**Problem to solve:**
Gather all lines in the records below that include the word "join".

Start of Records for this task

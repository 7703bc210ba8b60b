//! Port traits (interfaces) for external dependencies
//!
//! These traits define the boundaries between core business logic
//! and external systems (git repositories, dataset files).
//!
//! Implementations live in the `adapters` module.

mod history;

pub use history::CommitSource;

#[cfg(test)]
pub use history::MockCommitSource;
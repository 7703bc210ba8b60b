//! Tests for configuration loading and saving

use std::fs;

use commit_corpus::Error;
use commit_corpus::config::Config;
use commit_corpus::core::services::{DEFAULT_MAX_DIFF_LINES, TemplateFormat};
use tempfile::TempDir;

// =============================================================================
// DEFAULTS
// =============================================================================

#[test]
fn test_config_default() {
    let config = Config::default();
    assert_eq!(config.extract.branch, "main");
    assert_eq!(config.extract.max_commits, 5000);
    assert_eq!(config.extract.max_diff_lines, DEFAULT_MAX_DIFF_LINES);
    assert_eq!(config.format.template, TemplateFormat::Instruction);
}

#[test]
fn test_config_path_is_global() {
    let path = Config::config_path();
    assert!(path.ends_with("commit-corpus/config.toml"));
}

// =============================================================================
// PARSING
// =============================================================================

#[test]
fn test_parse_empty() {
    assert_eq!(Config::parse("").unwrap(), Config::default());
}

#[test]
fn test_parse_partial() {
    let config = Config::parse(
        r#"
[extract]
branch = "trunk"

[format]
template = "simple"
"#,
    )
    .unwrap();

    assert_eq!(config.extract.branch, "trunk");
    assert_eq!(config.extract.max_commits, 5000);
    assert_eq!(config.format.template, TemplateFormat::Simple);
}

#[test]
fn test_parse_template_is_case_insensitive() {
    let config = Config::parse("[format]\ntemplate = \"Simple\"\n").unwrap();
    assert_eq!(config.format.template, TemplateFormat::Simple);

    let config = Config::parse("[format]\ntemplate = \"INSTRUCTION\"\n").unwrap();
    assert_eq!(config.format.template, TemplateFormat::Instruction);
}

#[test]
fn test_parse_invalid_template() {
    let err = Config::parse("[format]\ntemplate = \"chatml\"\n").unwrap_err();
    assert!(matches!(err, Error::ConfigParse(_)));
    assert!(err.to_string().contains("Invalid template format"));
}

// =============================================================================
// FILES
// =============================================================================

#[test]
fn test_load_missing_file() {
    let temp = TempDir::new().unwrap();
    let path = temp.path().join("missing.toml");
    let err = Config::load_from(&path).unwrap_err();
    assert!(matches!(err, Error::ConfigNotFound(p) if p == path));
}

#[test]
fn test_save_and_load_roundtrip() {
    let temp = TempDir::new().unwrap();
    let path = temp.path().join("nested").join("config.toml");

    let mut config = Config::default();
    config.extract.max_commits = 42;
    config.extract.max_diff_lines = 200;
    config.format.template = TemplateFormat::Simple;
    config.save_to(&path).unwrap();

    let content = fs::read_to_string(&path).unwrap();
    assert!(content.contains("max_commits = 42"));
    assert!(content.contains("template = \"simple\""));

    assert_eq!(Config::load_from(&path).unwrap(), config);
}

End of Records for this task
Start of Records for this task

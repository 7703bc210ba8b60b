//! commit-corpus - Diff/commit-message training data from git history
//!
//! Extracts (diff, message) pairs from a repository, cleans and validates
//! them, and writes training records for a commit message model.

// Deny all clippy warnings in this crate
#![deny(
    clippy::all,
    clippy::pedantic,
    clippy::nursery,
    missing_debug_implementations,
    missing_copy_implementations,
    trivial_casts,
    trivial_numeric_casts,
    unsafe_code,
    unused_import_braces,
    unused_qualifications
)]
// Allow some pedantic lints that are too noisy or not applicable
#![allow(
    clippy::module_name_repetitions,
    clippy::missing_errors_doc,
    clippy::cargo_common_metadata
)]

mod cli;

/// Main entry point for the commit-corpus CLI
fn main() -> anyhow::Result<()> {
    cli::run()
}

End of Records for this task

**Expected output:**
    let path = temp.path().join("missing.toml");
    let path = temp.path().join("nested").join("config.toml");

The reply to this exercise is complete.